• Task goal
Among the entries below, how many lines hold "Secret"? Only the number is wanted.

• Information
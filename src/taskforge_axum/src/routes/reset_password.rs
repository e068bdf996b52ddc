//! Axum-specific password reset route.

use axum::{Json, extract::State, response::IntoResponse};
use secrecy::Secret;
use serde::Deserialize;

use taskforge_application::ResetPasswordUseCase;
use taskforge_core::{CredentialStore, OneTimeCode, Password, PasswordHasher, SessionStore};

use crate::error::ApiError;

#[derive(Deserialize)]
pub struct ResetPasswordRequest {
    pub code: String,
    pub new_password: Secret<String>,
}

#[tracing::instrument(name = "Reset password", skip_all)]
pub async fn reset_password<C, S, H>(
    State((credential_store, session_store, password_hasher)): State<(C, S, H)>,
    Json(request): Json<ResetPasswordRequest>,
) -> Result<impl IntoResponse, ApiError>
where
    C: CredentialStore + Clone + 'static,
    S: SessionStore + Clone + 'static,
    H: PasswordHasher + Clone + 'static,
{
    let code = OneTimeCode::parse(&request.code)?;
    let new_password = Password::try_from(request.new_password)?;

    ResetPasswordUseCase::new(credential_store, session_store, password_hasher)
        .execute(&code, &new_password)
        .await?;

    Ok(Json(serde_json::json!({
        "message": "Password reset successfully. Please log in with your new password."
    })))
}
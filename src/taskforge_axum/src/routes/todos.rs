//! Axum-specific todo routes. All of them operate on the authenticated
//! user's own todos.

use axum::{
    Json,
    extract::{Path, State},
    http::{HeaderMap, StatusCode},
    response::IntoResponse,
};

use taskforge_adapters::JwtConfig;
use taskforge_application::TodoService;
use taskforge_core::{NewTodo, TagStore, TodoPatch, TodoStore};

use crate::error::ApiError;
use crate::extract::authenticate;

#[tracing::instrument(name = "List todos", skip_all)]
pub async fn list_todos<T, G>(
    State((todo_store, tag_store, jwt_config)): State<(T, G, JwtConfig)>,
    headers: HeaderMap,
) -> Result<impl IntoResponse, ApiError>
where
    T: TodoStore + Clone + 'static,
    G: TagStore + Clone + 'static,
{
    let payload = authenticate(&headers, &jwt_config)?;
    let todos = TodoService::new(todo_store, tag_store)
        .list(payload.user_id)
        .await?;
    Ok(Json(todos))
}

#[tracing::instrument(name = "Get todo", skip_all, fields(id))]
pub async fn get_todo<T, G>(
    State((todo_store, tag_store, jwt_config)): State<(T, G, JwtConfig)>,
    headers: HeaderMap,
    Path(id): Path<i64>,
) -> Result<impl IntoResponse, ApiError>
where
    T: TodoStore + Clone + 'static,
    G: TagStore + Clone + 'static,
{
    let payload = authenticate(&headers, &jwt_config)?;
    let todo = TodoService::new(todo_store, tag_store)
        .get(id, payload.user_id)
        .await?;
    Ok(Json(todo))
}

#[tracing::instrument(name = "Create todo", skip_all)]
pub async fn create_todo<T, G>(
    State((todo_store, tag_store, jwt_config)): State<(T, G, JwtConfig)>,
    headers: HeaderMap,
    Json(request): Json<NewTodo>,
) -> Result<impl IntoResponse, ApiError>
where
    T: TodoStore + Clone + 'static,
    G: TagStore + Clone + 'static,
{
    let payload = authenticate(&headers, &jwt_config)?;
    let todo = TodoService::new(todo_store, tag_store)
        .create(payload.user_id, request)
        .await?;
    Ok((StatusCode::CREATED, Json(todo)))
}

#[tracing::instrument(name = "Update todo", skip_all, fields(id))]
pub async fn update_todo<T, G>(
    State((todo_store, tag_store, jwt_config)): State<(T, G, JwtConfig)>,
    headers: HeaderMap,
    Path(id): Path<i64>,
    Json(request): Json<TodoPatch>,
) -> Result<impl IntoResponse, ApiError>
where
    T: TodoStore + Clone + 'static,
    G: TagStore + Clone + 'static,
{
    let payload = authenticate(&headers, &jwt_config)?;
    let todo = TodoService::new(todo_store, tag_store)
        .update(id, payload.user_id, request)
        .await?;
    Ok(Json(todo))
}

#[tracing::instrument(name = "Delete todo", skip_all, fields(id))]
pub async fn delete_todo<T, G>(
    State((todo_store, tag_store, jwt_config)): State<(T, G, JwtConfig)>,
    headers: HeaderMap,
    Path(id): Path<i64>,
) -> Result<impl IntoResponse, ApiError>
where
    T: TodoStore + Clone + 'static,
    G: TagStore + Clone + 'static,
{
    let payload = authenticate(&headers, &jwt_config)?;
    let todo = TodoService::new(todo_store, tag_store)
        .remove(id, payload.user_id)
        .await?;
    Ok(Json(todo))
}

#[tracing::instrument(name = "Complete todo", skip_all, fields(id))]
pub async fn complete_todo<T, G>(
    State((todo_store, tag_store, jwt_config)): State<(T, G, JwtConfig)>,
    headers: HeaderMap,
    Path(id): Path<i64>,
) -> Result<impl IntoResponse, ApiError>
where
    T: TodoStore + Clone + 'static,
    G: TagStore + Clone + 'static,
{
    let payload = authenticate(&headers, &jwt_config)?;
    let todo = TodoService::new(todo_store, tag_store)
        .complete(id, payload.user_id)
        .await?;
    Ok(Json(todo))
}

• Reply
2